Analysis of Ours to Shape Comments, Part 4

Introduction

We're still analyzing the comments submitted to President Ryan’s Ours to Shape website.

In the fourth installment of this series (we’re almost done, I promise), we’ll look at the sentiment – aka positive-negative tone, polarity, affect – of the comments to President Ryan’s Ours to Shape website.

We don’t have a pre-labeled set of comments, with negative or positive sentiment already identified, so we can’t use a supervised classification method (and I’m not committed enough to hand code a sample of comments). Instead, we’ll use a lexicon-based approach, using a predefined dictionary of positive and negative words and counting up their presence in the corpus of comments.

In the last post, we removed a few duplicate comments by the same contributor, so we’ll be working with a corpus of 842 distinct contributed comments (as of December 7, 2018).

The full code to recreate the analysis in the blog posts is available on GitHub.

Sentiment Analysis

There are many, many, many packaged sentiment dictionaries available. They should always be chosen with care, with attention to how they were created – crowdsourcing, grounded theory, algorithmically based on a labelled corpus – and for what purpose or context – for tweets, novels, newspapers.

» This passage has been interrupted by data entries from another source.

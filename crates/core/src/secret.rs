use std::sync::Arc;

use thiserror::Error;

/// Development-only signing key. Loud on purpose.
pub const DEV_FALLBACK_SECRET: &str = "insecure-dev-session-secret-do-not-use-in-production";

/// Shortest secret accepted when serving in a production posture.
pub const MIN_PRODUCTION_SECRET_LEN: usize = 32;

#[derive(Debug, Error, Clone, PartialEq, Eq)]
pub enum SecretError {
    #[error("session secret is empty")]
    Empty,

    #[error("session secret is the development fallback")]
    DevFallback,

    #[error("session secret is {actual} bytes, need at least {min}")]
    TooShort { actual: usize, min: usize },
}

/// Process-wide HMAC key for session tokens.
///
/// Loaded once at startup and passed into whatever needs it. Cloning shares
/// the same bytes. Rotating it invalidates every outstanding token.
#[derive(Clone)]
pub struct SigningSecret(Arc<[u8]>);

impl SigningSecret {
    pub fn new(bytes: impl AsRef<[u8]>) -> Result<Self, SecretError> {
        let bytes = bytes.as_ref();
        if bytes.is_empty() {
            return Err(SecretError::Empty);
        }
        Ok(Self(Arc::from(bytes)))
    }

    pub fn dev_fallback() -> Self {
        Self(Arc::from(DEV_FALLBACK_SECRET.as_bytes()))
    }

    pub fn as_bytes(&self) -> &[u8] {
        &self.0
    }

    pub fn len(&self) -> usize {
        self.0.len()
    }

    pub fn is_empty(&self) -> bool {
        self.0.is_empty()
    }

    pub fn is_dev_fallback(&self) -> bool {
        self.as_bytes() == DEV_FALLBACK_SECRET.as_bytes()
    }

    /// Reject secrets that must never sign production sessions.
    pub fn ensure_production_grade(&self) -> Result<(), SecretError> {
        if self.is_dev_fallback() {
            return Err(SecretError::DevFallback);
        }
        if self.len() < MIN_PRODUCTION_SECRET_LEN {
            return Err(SecretError::TooShort {
                actual: self.len(),
                min: MIN_PRODUCTION_SECRET_LEN,
            });
        }
        Ok(())
    }
}

impl core::fmt::Debug for SigningSecret {
    fn fmt(&self, f: &mut core::fmt::Formatter<'_>) -> core::fmt::Result {
        f.debug_struct("SigningSecret")
            .field("len", &self.len())
            .finish_non_exhaustive()
    }
}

I’ll use one with which I’m familiar – the Lexicoder Sentiment Dictionary. The LSD dictionary was created from previous sentiment dictionaries, widely used in in political science and psychology, but cleaned of ambiguous and problematic words. It’s tailored to political texts – did I mention I’m a political scientist – but I’d suggest the feedback to UVA represented by the Ours to Shape comments are political.

Here’s a sampling of the words categorized as positive...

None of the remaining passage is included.